**What is needed**.
Lines outside the range are not wanted. Give again exactly the lines between the line holding "account is created." and the line holding "an optional field.", inclusive, from the listing below.

**Provided data**.

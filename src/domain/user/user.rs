//! User account entity.

use serde::{Deserialize, Serialize};
use std::fmt;

use crate::domain::foundation::{UserId, ValidationError};

/// Account role. Fixed at creation; there is no role-change operation.
#[derive(Debug, Clone, Copy, PartialEq, Eq, Hash, Serialize, Deserialize)]
#[serde(rename_all = "lowercase")]
pub enum Role {
    Admin,
    Coordinator,
    Student,
}

impl Role {
    pub fn as_str(&self) -> &'static str {
        match self {
            Role::Admin => "admin",
            Role::Coordinator => "coordinator",
            Role::Student => "student",
        }
    }
}

impl fmt::Display for Role {
    fn fmt(&self, f: &mut fmt::Formatter<'_>) -> fmt::Result {
        f.write_str(self.as_str())
    }
}

/// A person known to the dashboard.
#[derive(Debug, Clone, PartialEq, Eq, Serialize, Deserialize)]
#[serde(rename_all = "camelCase")]
pub struct User {
    pub id: UserId,
    pub name: String,
    pub email: String,
    pub role: Role,
    #[serde(default, skip_serializing_if = "Option::is_none")]
    pub reg_no: Option<String>,
    #[serde(default, skip_serializing_if = "Option::is_none")]
    pub avatar: Option<String>,
    #[serde(default, skip_serializing_if = "Option::is_none")]
    pub department: Option<String>,
    #[serde(default, skip_serializing_if = "Option::is_none")]
    pub phone: Option<String>,
}

/// Profile fields supplied when an account is created.
#[derive(Debug, Clone, Default, PartialEq, Eq)]
pub struct NewUserProfile {
    pub name: String,
    pub email: String,
    pub reg_no: Option<String>,
    pub department: Option<String>,
    pub phone: Option<String>,
    pub avatar: Option<String>,
}

/// Partial profile update. `None` leaves a field untouched; an empty string
/// clears an optional field.
#[derive(Debug, Clone, Default, PartialEq, Eq)]
pub struct ProfileChanges {
    pub name: Option<String>,
    pub email: Option<String>,
    pub reg_no: Option<String>,
    pub department: Option<String>,
    pub phone: Option<String>,
    pub avatar: Option<String>,
}

impl ProfileChanges {
    pub fn is_empty(&self) -> bool {
        self.name.is_none()
            && self.email.is_none()
            && self.reg_no.is_none()
            && self.department.is_none()
            && self.phone.is_none()
            && self.avatar.is_none()
    }
}

impl User {
    /// Builds a new account from validated profile input.
    ///
    /// Falls back to a generated avatar URL when none is supplied.
    pub fn register(id: UserId, role: Role, profile: NewUserProfile) -> Result<Self, ValidationError> {
        let name = required("name", &profile.name)?;
        let email = validate_email(&profile.email)?;
        let avatar = optional(profile.avatar).or_else(|| Some(default_avatar(&name)));

        Ok(Self {
            id,
            name,
            email,
            role,
            reg_no: optional(profile.reg_no),
            avatar,
            department: optional(profile.department),
            phone: optional(profile.phone),
        })
    }

    /// Applies a partial update. The role never changes.
    pub fn apply_changes(&mut self, changes: ProfileChanges) -> Result<(), ValidationError> {
        if let Some(name) = changes.name {
            self.name = required("name", &name)?;
        }
        if let Some(email) = changes.email {
            self.email = validate_email(&email)?;
        }
        if let Some(reg_no) = changes.reg_no {
            self.reg_no = optional(Some(reg_no));
        }
        if let Some(department) = changes.department {
            self.department = optional(Some(department));
        }
        if let Some(phone) = changes.phone {
            self.phone = optional(Some(phone));
        }
        if let Some(avatar) = changes.avatar {
            self.avatar = optional(Some(avatar)).or_else(|| Some(default_avatar(&self.name)));
        }
        Ok(())
    }

    /// Case-insensitive email comparison.
    pub fn has_email(&self, email: &str) -> bool {
        self.email.trim().eq_ignore_ascii_case(email.trim())
    }

    pub fn is_admin(&self) -> bool {
        self.role == Role::Admin
    }

    pub fn is_coordinator(&self) -> bool {
        self.role == Role::Coordinator
    }

    pub fn is_student(&self) -> bool {
        self.role == Role::Student
    }
}

/// Generated avatar for accounts created without a picture.
pub fn default_avatar(name: &str) -> String {
    format!(
        "https://ui-avatars.com/api/?name={}&background=random",
        urlencoding::encode(name)
    )
}

fn required(field: &str, value: &str) -> Result<String, ValidationError> {
    let trimmed = value.trim();
    if trimmed.is_empty() {
        return Err(ValidationError::empty_field(field));
    }
    Ok(trimmed.to_string())
}

fn optional(value: Option<String>) -> Option<String> {
    value
        .map(|v| v.trim().to_string())
        .filter(|v| !v.is_empty())
}

fn validate_email(email: &str) -> Result<String, ValidationError> {
    let email = required("email", email)?;
    match email.split_once('@') {
        Some((local, domain)) if !local.is_empty() && !domain.is_empty() => Ok(email),
        _ => Err(ValidationError::invalid_format("email", "must look like name@domain")),
    }
}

**Problem solution**.
/// Profile fields supplied when an account is created.
#[derive(Debug, Clone, Default, PartialEq, Eq)]
pub struct NewUserProfile {
    pub name: String,
    pub email: String,
    pub reg_no: Option<String>,
    pub department: Option<String>,
    pub phone: Option<String>,
    pub avatar: Option<String>,
}

/// Partial profile update. `None` leaves a field untouched; an empty string
/// clears an optional field.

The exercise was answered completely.